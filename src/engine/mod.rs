// SportsOrg Engine - Core module structure
pub mod auth;
pub mod cli;
pub mod config;
pub mod database;
pub mod form;
pub mod migrations;
pub mod rbac;
pub mod records;
pub mod session;

pub use auth::{AuthError, AuthService, ProfileFields};
pub use config::Config;
pub use database::Database;
pub use form::{FormState, SubmitOutcome};
pub use rbac::{Identity, Role};
pub use records::{EntityKind, FieldValues, Record, RecordError};
pub use session::{Confirm, DeleteOutcome, Session};

use migrations::{MigrationError, MigrationRunner};
use std::path::Path;
use tracing::info;

/// Open the database at `path`, applying pending migrations when `auto_migrate` is set
pub fn open_database(path: &Path, auto_migrate: bool) -> Result<Database, MigrationError> {
    let db = Database::open(path)?;
    if auto_migrate {
        let applied = MigrationRunner::new().push(&db)?;
        if !applied.is_empty() {
            info!(count = applied.len(), "schema migrated");
        }
    }
    Ok(db)
}
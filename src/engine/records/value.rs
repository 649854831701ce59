//! Field values: form input parsing, SQL parameters and display formatting

use chrono::NaiveDate;
use rusqlite::types::{ToSql, ToSqlOutput, Value as SqliteValue, ValueRef};
use serde::{Deserialize, Serialize};
use serde_json::{json, Value};

use super::error::RecordError;
use super::schema::{FieldSpec, FieldType};

/// Storage format for dates
pub const ISO_DATE: &str = "%Y-%m-%d";
/// Display and alternate input format for dates
pub const DISPLAY_DATE: &str = "%d.%m.%Y";

/// SQL value for parameterized statements
#[derive(Debug, Clone, PartialEq, Serialize, Deserialize)]
#[serde(untagged)]
pub enum SqlValue {
    Null,
    Integer(i64),
    Real(f64),
    Text(String),
}

impl ToSql for SqlValue {
    fn to_sql(&self) -> rusqlite::Result<ToSqlOutput<'_>> {
        Ok(match self {
            SqlValue::Null => ToSqlOutput::Owned(SqliteValue::Null),
            SqlValue::Integer(i) => ToSqlOutput::Owned(SqliteValue::Integer(*i)),
            SqlValue::Real(f) => ToSqlOutput::Owned(SqliteValue::Real(*f)),
            SqlValue::Text(s) => ToSqlOutput::Borrowed(ValueRef::Text(s.as_bytes())),
        })
    }
}

/// Parse a date typed by a user, as either `YYYY-MM-DD` or `dd.mm.yyyy`
pub fn parse_date(input: &str) -> Option<NaiveDate> {
    let input = input.trim();
    NaiveDate::parse_from_str(input, ISO_DATE)
        .or_else(|_| NaiveDate::parse_from_str(input, DISPLAY_DATE))
        .ok()
}

/// Render a stored ISO date as `dd.mm.yyyy`. Anything unparseable is shown as stored.
pub fn display_date(stored: &str) -> String {
    match NaiveDate::parse_from_str(stored, ISO_DATE) {
        Ok(date) => date.format(DISPLAY_DATE).to_string(),
        Err(_) => stored.to_string(),
    }
}

/// Convert one submitted form value into its SQL parameter.
///
/// Numbers are checked here so a bad value never reaches the database.
pub fn parse_field(spec: &FieldSpec, raw: &str) -> Result<SqlValue, RecordError> {
    let trimmed = raw.trim();
    let invalid = |why: &str| RecordError::Validation(format!("{}: {}", spec.label, why));

    match spec.field_type {
        FieldType::Text => Ok(SqlValue::Text(raw.to_string())),
        FieldType::Choice(options) => {
            if options.contains(&trimmed) {
                Ok(SqlValue::Text(trimmed.to_string()))
            } else {
                Err(invalid(&format!(
                    "'{}' is not one of {}",
                    trimmed,
                    options.iter().filter(|o| !o.is_empty()).cloned().collect::<Vec<_>>().join(", ")
                )))
            }
        }
        FieldType::Date => {
            if trimmed.is_empty() {
                return Ok(SqlValue::Null);
            }
            parse_date(trimmed)
                .map(|d| SqlValue::Text(d.format(ISO_DATE).to_string()))
                .ok_or_else(|| invalid("expected a date like 2001-03-31 or 31.03.2001"))
        }
        FieldType::Real => {
            let value: f64 = trimmed
                .parse()
                .map_err(|_| invalid("must be a number"))?;
            if !value.is_finite() || value < 0.0 {
                return Err(invalid("must be a non-negative number"));
            }
            Ok(SqlValue::Real(value))
        }
        FieldType::Integer => {
            let value: i64 = trimmed
                .parse()
                .map_err(|_| invalid("must be a whole number"))?;
            if value < 0 {
                return Err(invalid("must not be negative"));
            }
            Ok(SqlValue::Integer(value))
        }
        FieldType::ForeignKey(_) => {
            if trimmed.is_empty() {
                return Ok(SqlValue::Null);
            }
            trimmed
                .parse::<i64>()
                .map(SqlValue::Integer)
                .map_err(|_| invalid("must be a numeric id"))
        }
    }
}

/// Value used for a field the form did not submit
pub fn missing_field(spec: &FieldSpec) -> Result<SqlValue, RecordError> {
    match spec.field_type {
        FieldType::Real | FieldType::Integer => {
            Err(RecordError::Validation(format!("{}: is required", spec.label)))
        }
        _ => Ok(SqlValue::Null),
    }
}

/// Convert a rusqlite ValueRef to serde_json Value
pub(crate) fn value_ref_to_json(val: ValueRef<'_>) -> Value {
    match val {
        ValueRef::Null => Value::Null,
        ValueRef::Integer(i) => json!(i),
        ValueRef::Real(f) => json!(f),
        ValueRef::Text(t) => json!(String::from_utf8_lossy(t).to_string()),
        ValueRef::Blob(b) => json!(format!("BLOB({} bytes)", b.len())),
    }
}

/// Text for one grid cell. Null renders empty, dates render `dd.mm.yyyy`.
pub fn display_cell(field_type: Option<FieldType>, value: &Value) -> String {
    match (field_type, value) {
        (_, Value::Null) => String::new(),
        (Some(FieldType::Date), Value::String(s)) => display_date(s),
        (_, Value::String(s)) => s.clone(),
        (_, other) => other.to_string(),
    }
}

#[cfg(test)]
mod tests {
    use super::*;
    use crate::engine::records::schema::{EntityKind, MEDAL_MATERIALS};

    fn spec(field_type: FieldType) -> FieldSpec {
        FieldSpec {
            name: "f",
            label: "Field",
            field_type,
        }
    }

    #[test]
    fn test_dates_accept_both_formats() {
        let expected = SqlValue::Text("2001-03-31".to_string());
        assert_eq!(parse_field(&spec(FieldType::Date), "2001-03-31").unwrap(), expected);
        assert_eq!(parse_field(&spec(FieldType::Date), "31.03.2001").unwrap(), expected);
        assert_eq!(parse_field(&spec(FieldType::Date), "").unwrap(), SqlValue::Null);
        assert!(parse_field(&spec(FieldType::Date), "31/03/2001").is_err());
    }

    #[test]
    fn test_display_date() {
        assert_eq!(display_date("2001-03-31"), "31.03.2001");
        assert_eq!(display_date("garbage"), "garbage");
    }

    #[test]
    fn test_numbers() {
        assert_eq!(parse_field(&spec(FieldType::Real), " 7.5 ").unwrap(), SqlValue::Real(7.5));
        assert_eq!(parse_field(&spec(FieldType::Integer), "12").unwrap(), SqlValue::Integer(12));

        for bad in ["abc", "", "-1", "NaN"] {
            assert!(
                matches!(parse_field(&spec(FieldType::Real), bad), Err(RecordError::Validation(_))),
                "accepted {:?}",
                bad
            );
        }
        assert!(parse_field(&spec(FieldType::Integer), "1.5").is_err());
    }

    #[test]
    fn test_foreign_keys_optional_but_numeric() {
        let fk = spec(FieldType::ForeignKey(EntityKind::Medals));
        assert_eq!(parse_field(&fk, "").unwrap(), SqlValue::Null);
        assert_eq!(parse_field(&fk, "3").unwrap(), SqlValue::Integer(3));
        assert!(matches!(parse_field(&fk, "three"), Err(RecordError::Validation(_))));
    }

    #[test]
    fn test_choices() {
        let choice = spec(FieldType::Choice(MEDAL_MATERIALS));
        assert_eq!(parse_field(&choice, "Gold").unwrap(), SqlValue::Text("Gold".to_string()));
        let err = parse_field(&choice, "Tin").unwrap_err();
        assert!(err.to_string().contains("Gold, Silver, Bronze, Other"));
    }

    #[test]
    fn test_missing_numbers_are_required() {
        assert!(missing_field(&spec(FieldType::Real)).is_err());
        assert_eq!(missing_field(&spec(FieldType::Text)).unwrap(), SqlValue::Null);
    }

    #[test]
    fn test_display_cell() {
        assert_eq!(display_cell(Some(FieldType::Date), &json!("2020-01-02")), "02.01.2020");
        assert_eq!(display_cell(None, &Value::Null), "");
        assert_eq!(display_cell(Some(FieldType::Integer), &json!(4)), "4");
        assert_eq!(display_cell(Some(FieldType::Text), &json!("x")), "x");
    }
}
■ ■ ■ ■ ■
◆ What to do
Of the lines in the data, report each one containing the string "rusqlite".

◆ Expected answer
use rusqlite::types::{ToSql, ToSqlOutput, Value as SqliteValue, ValueRef};
    fn to_sql(&self) -> rusqlite::Result<ToSqlOutput<'_>> {
/// Convert a rusqlite ValueRef to serde_json Value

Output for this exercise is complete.